É fácil notar que ainda assim o código ficou extremamente maior que o do paradigma funcional e lógico. Outro ponto relevante é que o uso de funções de ordem superior por si só podem aumentar em muito a expressividade do código. Um bom exemplo é imaginar um cenário onde temos uma lista é precisamos aplicar um filtro qualquer sobre essa, o que é uma atividade comum em qualquer paradigma. Os Exemplos 69 e 70 demonstram como seria esse trecho de código nos paradigmas orientado a objetos e no funcional, respectivamente.

Exemplo 69:

public static List<int> getPares(List<int> numeros)

{

var pares = new List<int>();

for (int i = 0; i < numeros.Count; i++)

if (numeros[i] % 2 == 0)

pares.Add(numeros[i]);

}

Exemplo 70:

filter f [] = []

filter f (x:xs) = if f x then x : filter f xs else filter f xs

getPares numeros = filter (\x -> mod x 2 == 0) numeros

Perceba que além do código do paradigma funcional ter ficado muito mais simples e conciso do que o orientado a objetos, seria também muito mais fácil criar novas funções de filtro se necessário; se quiséssemos criar uma função getImpares por exemplo, no paradigma funcional só precisaríamos adicionar mais uma linha para a nova função, enquanto que no orientado a objetos teríamos que criar outra função quase idêntica a getPares, apenas mudando a comparação do if, ou então fazer uso de polimorfismo paramétrico combinado com ponteiros de função (similar ao Exemplo 68) para definir uma função de filtro genérica, o que ainda assim, tornaria o código ainda menos expressivo e complexo.

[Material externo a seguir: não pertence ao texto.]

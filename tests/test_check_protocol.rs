mod mock_engine;

use std::sync::Arc;
use std::thread;
use std::time::Duration;
use bvr_perception::common::PointXYZ;
use bvr_perception::{CheckOutcome, DispatchConfig, Dispatcher, SourceCloud, SourceId};
use mock_engine::{detection, frame, init_logging, test_config, GatedEngine, ScriptedEngine, GATE_TIMEOUT};

#[test]
fn check_succeeds_with_boxes() {
    init_logging();
    let engine = ScriptedEngine::new(2, vec![detection(1, 0.9, 10., 10., 50., 50.)]);
    let (dispatcher, receivers) = Dispatcher::new(test_config(), engine).unwrap();
    dispatcher.on_frame(frame());

    let outcome = dispatcher.check_for_objects();
    let boxes = outcome.bounding_boxes().unwrap();
    assert_eq!(boxes.len(), 1);
    assert_eq!(boxes.bounding_boxes[0].label, "car");
    assert!(!dispatcher.is_checking_for_objects());

    // Successful checks go through the same publisher.
    assert_eq!(receivers.bounding_boxes_rx.try_recv().unwrap().len(), 1);
    assert_eq!(receivers.object_count_rx.try_recv().unwrap(), 1);
}

#[test]
fn second_request_is_busy() {
    init_logging();
    let (engine, gate) = GatedEngine::new(2, vec![detection(0, 0.8, 5., 5., 20., 20.)]);
    let (dispatcher, _receivers) = Dispatcher::new(test_config(), engine).unwrap();
    let dispatcher = Arc::new(dispatcher);
    dispatcher.on_frame(frame());

    let first = dispatcher.request_check();
    gate.started.recv_timeout(GATE_TIMEOUT).unwrap();
    assert!(dispatcher.is_checking_for_objects());

    assert_eq!(dispatcher.check_for_objects(), CheckOutcome::Busy);
    let second = dispatcher.request_check();
    assert_eq!(second.wait_timeout(GATE_TIMEOUT), Some(CheckOutcome::Busy));
    assert!(!second.cancel());

    gate.release.send(()).unwrap();
    let outcome = first.wait();
    assert!(outcome.is_succeeded());
    assert_eq!(outcome.bounding_boxes().unwrap().len(), 1);
    assert!(!dispatcher.is_checking_for_objects());
}

#[test]
fn cancel_while_running_is_preempted() {
    init_logging();
    let (engine, gate) = GatedEngine::new(2, vec![detection(1, 0.9, 10., 10., 50., 50.)]);
    let (dispatcher, receivers) = Dispatcher::new(test_config(), engine).unwrap();
    let dispatcher = Arc::new(dispatcher);
    dispatcher.on_frame(frame());

    let handle = dispatcher.request_check();
    gate.started.recv_timeout(GATE_TIMEOUT).unwrap();
    assert_eq!(handle.wait_timeout(Duration::from_millis(20)), None);
    assert!(handle.cancel());

    // Inference still runs to completion.
    gate.release.send(()).unwrap();
    assert_eq!(handle.wait(), CheckOutcome::Preempted);
    assert!(!dispatcher.is_checking_for_objects());

    // A preempted result is not published either.
    assert!(receivers.bounding_boxes_rx.try_recv().is_err());
    assert!(receivers.detection_image_rx.try_recv().is_err());
}

#[test]
fn preempt_check_cancels_active_request() {
    init_logging();
    let (engine, gate) = GatedEngine::new(2, vec![]);
    let (dispatcher, _receivers) = Dispatcher::new(test_config(), engine).unwrap();
    let dispatcher = Arc::new(dispatcher);
    dispatcher.on_frame(frame());

    assert!(!dispatcher.preempt_check());
    let handle = dispatcher.request_check();
    gate.started.recv_timeout(GATE_TIMEOUT).unwrap();
    assert!(dispatcher.preempt_check());
    gate.release.send(()).unwrap();
    assert_eq!(handle.wait(), CheckOutcome::Preempted);

    // The protocol is idle again and accepts a fresh request.
    let handle = dispatcher.request_check();
    gate.started.recv_timeout(GATE_TIMEOUT).unwrap();
    gate.release.send(()).unwrap();
    let outcome = handle.wait();
    assert!(outcome.is_succeeded());
    assert!(outcome.bounding_boxes().unwrap().is_empty());
}

#[test]
fn ingestion_and_cycle_during_check() {
    init_logging();
    let config = DispatchConfig {
        point_cloud_sources: 1,
        ..test_config()
    };
    let (engine, gate) = GatedEngine::new(2, vec![detection(1, 0.9, 10., 10., 50., 50.)]);
    let (dispatcher, _receivers) = Dispatcher::new(config, engine).unwrap();
    let dispatcher = Arc::new(dispatcher);
    let robot1 = SourceId::new(1).unwrap();

    assert_eq!(dispatcher.on_frame(frame()), 1);
    let handle = dispatcher.request_check();
    gate.started.recv_timeout(GATE_TIMEOUT).unwrap();

    // Ingestion does not wait on the running inference.
    assert_eq!(dispatcher.on_frame(frame()), 2);
    let cloud = SourceCloud::organized(10, 10, vec![PointXYZ::new(0., 0., 1.); 100]).unwrap();
    assert!(dispatcher.on_cloud(robot1, cloud));

    let cycle = {
        let dispatcher = Arc::clone(&dispatcher);
        thread::spawn(move || dispatcher.run_cycle())
    };
    // The cycle waits for the engine while the check holds it.
    assert!(gate.started.recv_timeout(Duration::from_millis(100)).is_err());

    gate.release.send(()).unwrap();
    let outcome = handle.wait();
    assert_eq!(outcome.bounding_boxes().unwrap().frame_seq, 1);

    gate.started.recv_timeout(GATE_TIMEOUT).unwrap();
    gate.release.send(()).unwrap();
    let report = cycle.join().unwrap().unwrap().unwrap();
    assert_eq!(report.frame_seq, 2);
    assert_eq!(report.fused_sources, vec![robot1]);
}

#[test]
fn check_without_frame_aborts() {
    init_logging();
    let engine = ScriptedEngine::new(2, vec![]);
    let calls = engine.calls();
    let (dispatcher, _receivers) = Dispatcher::new(test_config(), engine).unwrap();

    let outcome = dispatcher.check_for_objects();
    assert!(matches!(outcome, CheckOutcome::Aborted(_)));
    assert_eq!(outcome.as_str(), "aborted");
    assert_eq!(calls.load(std::sync::atomic::Ordering::SeqCst), 0);
    assert!(!dispatcher.is_checking_for_objects());
}

#[test]
fn engine_error_aborts() {
    init_logging();
    let (dispatcher, _receivers) = Dispatcher::new(test_config(), ScriptedEngine::failing(2)).unwrap();
    dispatcher.on_frame(frame());

    match dispatcher.check_for_objects() {
        CheckOutcome::Aborted(reason) => assert!(reason.contains("engine failure")),
        other => panic!("expected aborted, got {:?}", other),
    }
    assert!(!dispatcher.is_checking_for_objects());
}
mod detection_engine;
mod engine_artifacts;
pub mod image_ops;
pub mod inference_process;
pub mod nms;
pub mod yolo_decode;
#[cfg(feature = "ort-engine")]
pub mod ort_detector;

pub use detection_engine::*;
pub use engine_artifacts::*;
#[cfg(feature = "ort-engine")]
pub use ort_detector::OrtDetector;
use serde::{Deserialize, Serialize};

/// Axis-aligned box in frame pixel coordinates.
#[derive(Default, Debug, Clone, Copy, PartialEq, Serialize, Deserialize, PartialOrd)]
pub struct BvrBox {
    pub x1: f32,
    pub y1: f32,
    pub x2: f32,
    pub y2: f32,
    pub w: f32,
    pub h: f32,
}

impl BvrBox {
    pub fn new(x1: f32, y1: f32, x2: f32, y2: f32) -> Self {
        Self {
            x1,
            y1,
            x2,
            y2,
            w: x2 - x1,
            h: y2 - y1,
        }
    }

    /// Returns the maximum x-coordinate of the bounding box.
    pub fn x_max(&self) -> f32 {
        self.x1 + self.w
    }

    /// The maximum y-coordinate of the bounding box.
    pub fn y_max(&self) -> f32 {
        self.y1 + self.h
    }

    /// Returns the bounding box coordinates and size as `(x, y, w, h)`.
    pub fn xy1_wh(&self) -> (f32, f32, f32, f32) {
        (self.x1, self.y1, self.w, self.h)
    }

    /// Computes the area of the bounding box.
    pub fn area(&self) -> f32 {
        self.h * self.w
    }

    /// Computes the intersection area between this bounding box and another.
    pub fn intersect(&self, other: &BvrBox) -> f32 {
        let left = self.x1.max(other.x1);
        let right = self.x_max().min(other.x_max());
        let top = self.y1.max(other.y1);
        let bottom = self.y_max().min(other.y_max());
        (right - left).max(0.) * (bottom - top).max(0.)
    }

    /// Computes the union area between this bounding box and another.
    pub fn union(&self, other: &BvrBox) -> f32 {
        self.area() + other.area() - self.intersect(other)
    }

    /// Computes the intersection over union (IoU) between this bounding box and another.
    pub fn iou(&self, other: &BvrBox) -> f32 {
        let union = self.union(other);
        if union <= 0. {
            return 0.;
        }
        self.intersect(other) / union
    }

    /// Clips the box to `[0, width] x [0, height]`.
    pub fn clamped(&self, width: f32, height: f32) -> Self {
        let x1 = self.x1.clamp(0., width);
        let y1 = self.y1.clamp(0., height);
        let x2 = self.x_max().clamp(0., width);
        let y2 = self.y_max().clamp(0., height);
        Self::new(x1, y1, x2, y2)
    }

    /// Rescales the box by independent horizontal and vertical factors.
    pub fn scaled(&self, sx: f32, sy: f32) -> Self {
        Self::default().with_x1y1_wh(self.x1 * sx, self.y1 * sy, self.w * sx, self.h * sy)
    }

    pub fn as_xy_wh_i32(&self) -> (i32, i32, i32, i32) {
        (self.x1.round() as i32,
         self.y1.round() as i32,
         self.w.round() as i32,
         self.h.round() as i32)
    }

    pub fn as_x1y1_x2y2_i32(&self) -> (i32, i32, i32, i32) {
        (self.x1.round() as i32,
         self.y1.round() as i32,
         self.x2.round() as i32,
         self.y2.round() as i32)
    }

    /// Sets the bounding box's coordinates and dimensions using `(x, y, w, h)`.
    ///
    /// # Arguments
    ///
    /// * `x` - The x-coordinate of the top-left corner.
    /// * `y` - The y-coordinate of the top-left corner.
    /// * `w` - The width of the bounding box.
    /// * `h` - The height of the bounding box.
    pub fn with_x1y1_wh(mut self, x: f32, y: f32, w: f32, h: f32) -> Self {
        self.x1 = x;
        self.y1 = y;
        self.w = w;
        self.h = h;

        self.x2 = x + w;
        self.y2 = y + h;
        self
    }

    /// Sets the bounding box's coordinates and dimensions using `(cx, cy, w, h)`.
    pub fn with_cxcy_wh(self, cx: f32, cy: f32, w: f32, h: f32) -> Self {
        self.with_x1y1_wh(cx - w / 2.0, cy - h / 2.0, w, h)
    }
}
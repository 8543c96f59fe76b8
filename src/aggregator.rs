use crate::common::{BoundingBox, BoundingBoxes, BvrDetection, BvrImage, ClassBucket, ColourTable};

/// Per-class view of one detection cycle.
///
/// Buckets and colours are created once from the configured class names;
/// only the bucket contents change, and every [`aggregate`](Self::aggregate)
/// starts from empty buckets.
#[derive(Debug, Clone)]
pub struct DetectionAggregator {
    buckets: Vec<ClassBucket>,
    colours: ColourTable,
}

impl DetectionAggregator {
    pub fn new(class_names: &[String]) -> Self {
        let colours = ColourTable::new(class_names.len());
        let buckets = class_names
            .iter()
            .enumerate()
            .map(|(class_id, name)| {
                let colour = colours.get(class_id).unwrap_or(image::Rgb([255, 0, 255]));
                ClassBucket::new(class_id, name.clone(), colour)
            })
            .collect();
        Self { buckets, colours }
    }

    pub fn num_classes(&self) -> usize {
        self.buckets.len()
    }

    pub fn colours(&self) -> &ColourTable {
        &self.colours
    }

    /// Replaces the previous cycle's contents with `raw`, partitioned by class.
    pub fn aggregate(&mut self, raw: Vec<BvrDetection>) -> &[ClassBucket] {
        self.buckets.iter_mut().for_each(ClassBucket::clear);

        for mut detection in raw {
            let Some(bucket) = self.buckets.get_mut(detection.class_id) else {
                log::warn!(
                    "bvr_perception: dropping detection with unknown class id {} ({} classes configured)",
                    detection.class_id,
                    self.buckets.len()
                );
                continue;
            };
            if detection.label.is_none() {
                detection.label = Some(bucket.label().to_string());
            }
            bucket.push(detection);
        }

        &self.buckets
    }

    pub fn buckets(&self) -> &[ClassBucket] {
        &self.buckets
    }

    pub fn bucket(&self, class_id: usize) -> Option<&ClassBucket> {
        self.buckets.get(class_id)
    }

    pub fn total_count(&self) -> usize {
        self.buckets.iter().map(ClassBucket::count).sum()
    }

    /// Flattens the current buckets, class order then arrival order.
    pub fn bounding_boxes(&self, frame: &BvrImage) -> BoundingBoxes {
        BoundingBoxes {
            frame_seq: frame.seq,
            image_width: frame.img_width,
            image_height: frame.img_height,
            stamp: frame.stamp,
            bounding_boxes: self
                .buckets
                .iter()
                .flat_map(|bucket| bucket.detections().iter().map(BoundingBox::from))
                .collect(),
        }
    }
}
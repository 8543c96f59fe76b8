#[derive(Debug, Default, Clone, Copy, PartialEq, Eq)]
pub enum InferenceDevice {
    #[default] CPU,
    CUDA(usize),
    TensorRT(usize),
}

// Hardcoded device names. Storing the "proper" spelling and the lowercase version.
const CPU: [&str; 2] = ["CPU", "cpu"];
const CUDA: [&str; 2] = ["CUDA", "cuda"];
const TENSOR_RT: [&str; 2] = ["TensorRT", "tensorrt"];

impl InferenceDevice {
    pub fn from_str(device: &str, device_id: usize) -> Option<Self> {
        match device.to_lowercase().as_str() {
            "cpu" => Some(InferenceDevice::CPU),
            "cuda" => Some(InferenceDevice::CUDA(device_id)),
            "tensorrt" => Some(InferenceDevice::TensorRT(device_id)),
            _ => None,
        }
    }

    pub fn str(&self) -> &'static str {
        match self {
            InferenceDevice::CPU => CPU[0],
            InferenceDevice::CUDA(_) => CUDA[0],
            InferenceDevice::TensorRT(_) => TENSOR_RT[0],
        }
    }

    pub fn str_lowercase(&self) -> &'static str {
        match self {
            InferenceDevice::CPU => CPU[1],
            InferenceDevice::CUDA(_) => CUDA[1],
            InferenceDevice::TensorRT(_) => TENSOR_RT[1],
        }
    }

    pub fn all_inference_devices() -> Vec<String> {
        vec![
            InferenceDevice::CPU.str_lowercase().to_string(),
            InferenceDevice::CUDA(0).str_lowercase().to_string(),
            InferenceDevice::TensorRT(0).str_lowercase().to_string(),
        ]
    }
}

impl std::fmt::Display for InferenceDevice {
    fn fmt(&self, f: &mut std::fmt::Formatter<'_>) -> std::fmt::Result {
        match self {
            InferenceDevice::CPU => write!(f, "{}", self.str()),
            InferenceDevice::CUDA(id) | InferenceDevice::TensorRT(id) => write!(f, "{}:{}", self.str(), id),
        }
    }
}
use std::time::Duration;

/// Running latency statistics for detection cycles.
#[derive(Debug, Default, Clone)]
pub struct TimeCalc {
    n: usize,
    total: Duration,
    last: Duration,
    max: Duration,
}

impl TimeCalc {
    pub fn add(&mut self, x: Duration) {
        self.n += 1;
        self.total += x;
        self.last = x;
        self.max = self.max.max(x);
    }

    pub fn n(&self) -> usize {
        self.n
    }

    pub fn last(&self) -> Duration {
        self.last
    }

    pub fn max(&self) -> Duration {
        self.max
    }

    pub fn avg(&self) -> Duration {
        if self.n == 0 {
            return Duration::ZERO;
        }
        self.total / self.n as u32
    }
}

Como último exemplo de comparação, os Exemplos 71, 72 e 73 definirem o algoritmo quicksort de forma imperativa, funcional e lógica, respectivamente:

Exemplo 71:

void quicksort(ref T[] list, int size)

{

if (size == 0)

return;

var smallerList = new T[size];

var largerList = new T[size];

T pivot = list[0];

int numSmaller = 0, numLarger = 0;

for (int i = 1; i < size; i++)

if (list[i] < pivot)

smallerList[numSmaller++] = list[i];

else

largerList[numLarger++] = list[i];

quicksort(ref smallerList, numSmaller);

quicksort(ref largerList, numLarger);

int pos = 0;

for (int i = 0; i < numSmaller; i++)

list[pos++] = smallerList[i];

list[pos++] = pivot;

for (int j = 0; j < numLarger; j++)

list[pos++] = largerList[j];

}

Exemplo 72:

filter f [] = []

filter f (x:xs) = if f x then x : filter f xs else filter f xs

quicksort [] = []

quicksort (x:xs) = quicksort lowers ++ [x] ++

quicksort largers

where lowers = filter (>=x) xs largers = filter (< x) xs

Exemplo 73:

concat([],Ys,Ys).

concat([X|Xs],Ys,[X|Z]) :- concat(Xs,Ys,Z).

partition([],Y,[],[]).

partition([X|Xs],Y,[X|Ls],Rs) :- X <= Y,partition(Xs,Y,Ls,Rs).

partition([X|Xs],Y,Ls,[X|Rs]) :- X > Y,partition(Xs,Y,Ls,Rs).

quicksort([],[]).

quicksort([X|Xs],Ys) :- partition(Xs,X,Left,Right),

quicksort(Left,Ls),

quicksort(Right,Rs),

append(Ls,[X|Rs],Ys).

Como demonstrado ao longo desta seção, fica evidente que programas declarativos, especialmente os funcionais, tendem a ser mais expressivos e concisos que seus correspondentes imperativos.